È quanto emerge dalla prima relazione semestrale della Dia per il 2022. ‘Ndrine vibonesi anche in Piemonte, a Roma e in Slovacchia

Pubblicato il: 13/04/2023 – 18:00
di Giorgio Curcio
‘Ndrangheta, il Vibonese è ancora regno dei Mancuso

VIBO VALENTA La potente cosca di ‘ndrangheta dei Mancuso di Limbadi continua ad essere presente e ad influenzare il territorio della provincia di Vibo Valentia. Uno scenario che persiste e viene definito anche nell’ultima relazione semestrale della Direzione investigativa antimafia presentata al parlamento e che inquadra il periodo compreso tra gennaio e giugno del 2022. Una cosca che – si legge nella relazione – manterrebbe ancora i contatti attivi nella Piana di Gioia Tauro.  

Imponimento

Nella relazione è stato dato spazio, poi, alla prima sentenza in abbreviato del processo “Imponimento” che ha condannato 65 persone tra cui spiccano due boss dell’omonima cosca, attiva nel territorio di Filadelfia (VV), condannati entrambi a 20 anni di reclusione, Rocco Anello e Vincenzo Fruci. Il 16 febbraio 2022 – si legge – la Corte d’Appello di Catanzaro ha confermato le dieci condanne e le cinque assoluzioni emesse in primo grado a carico di altrettanti imputati coinvolti nel processo nato dall’inchiesta “Stummer”, coordinata dalla Dda di Catanzaro, connessa con un traffico internazionale di droga avviato da diversi gruppi criminali riconducibili ai “Fiarè” di San Gregorio d’Ippona, alla ‘ndrina Pititto-Prostamo-Iannello di Mileto e al gruppo di San Calogero, satelliti del più noto clan “Mancuso” di Limbadi. Il 9 giugno 2022, la Guardia di finanza di Catanzaro e di Bologna ha dato esecuzione al sequestro preventivo di beni per circa 1,3 milioni di euro a carico di un personaggio di spicco di Vibo Valentia, già coinvolto in diverse indagini, tra cui l’operazione “Due Torri Connection”80, considerato uno dei maggiori importatori in Europa di cocaina proveniente dal Sud America.

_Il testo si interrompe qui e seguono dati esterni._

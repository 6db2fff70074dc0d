//! # fb-session
//!
//! Per-exchange correlation state for the federation broker.
//!
//! An [`ExchangeState`] is written when an authentication request is sent and
//! consumed exactly once when the response arrives. The store is keyed by the
//! caller's session and the protocol id, so each session holds at most one
//! live exchange per protocol.
//!
//! ## NIST 800-53 Rev5: SC-23 (Session Authenticity)
//!
//! [`CorrelationStore::take_and_clear`] is an atomic read-then-delete. A
//! captured response cannot be replayed because its correlation state is
//! gone after the first completion.

#![forbid(unsafe_code)]
#![deny(missing_docs)]

pub mod error;
pub mod exchange;
pub mod memory;
pub mod store;

pub use error::{SessionError, SessionResult};
pub use exchange::ExchangeState;
pub use memory::InMemoryCorrelationStore;
pub use store::{CorrelationKey, CorrelationStore, PutOutcome};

La mappa del controllo criminale su Vibo

Il clan Mancuso, ma non solo. Nella relazione della Dia è stata sottolineata anche la presenza sul territorio vibonese anche dei Lo Bianco-Barba, dei Camillò-Pardea e dei Pugliese mentre, sul litorale vibonese, sarebbe attivo quello dei Mantino-Tripodi, avente proiezioni anche fuori Regione. Nell’hinterland della città permane, invece, il locale di Piscopio. Nelle zone tra Maierato, Stefanaconi e Sant’Onofrio sono rispettivamente attive le famiglie Petrolo, Patania e Bonavota. Nell’area di Serra San Bruno sono presenti i Vallelunga-Viperari mentre nel Comune di Soriano Calabro operano gli Emanuele, contrapposti ai Loielo. Nella zona di Zungri e Briatico rimane attiva l’operatività degli Accorinti-Fiammingo-Barbieri-Bonavena, a Tropea dei La Rosa mentre nei Comuni di Pizzo Calabro, Francavilla Angitola, Filogaso e Maierato sarebbero attive le famiglie Fiumara, Manco e Cracolici.

Fuori dalla Calabria

Le proiezioni delle ‘ndrine riconducibili al territorio vibonese, però, da tempo hanno superato i confini calabresi. Le tracce, anche nell’ultima relazione della Dia, si trovano in tanti altri territori nazionali ed extranazionali. A Roma, ad esempio, si segnala la presenza dei Fiarè di San Gregorio d’Ippona, federati ai Mancuso di Limbadi, ma anche i Bonavota, gli Anello e i Piscopisani. In Piemonte le consorterie vibonesi di Sorianello e Nardodipace sarebbero presenti nella provincia di Vercelli mentre in Emilia-Romagna, tra le altre cosche reggine, si registra la presenza anche dei Mancuso.

In Slovacchia

Così come era già emerso nella relazione del 2021, le infiltrazioni della ‘ndrangheta vibonese hanno interessato la Repubblica Slovacca. I sodalizi del vibonese – è scritto – si sono dimostrati capaci di realizzare ingenti profitti tramite attività di riciclaggio e truffe, che hanno visto negli istituti bancari le maggiori vittime. Gli stessi sodalizi si sono infiltrati nel settore agroalimentare distinguendosi per la sottrazione indebita di fondi europei destinati a quel settore. L’assassinio del giornalista investigativo slovacco Jan Kuciak, avvenuto nel 2018, è probabilmente legato proprio alla scoperta di questi interessi illeciti nei fondi messi a disposizione dall’Unione Europea da parte dei clan. (g.curcio@corrierecal.it)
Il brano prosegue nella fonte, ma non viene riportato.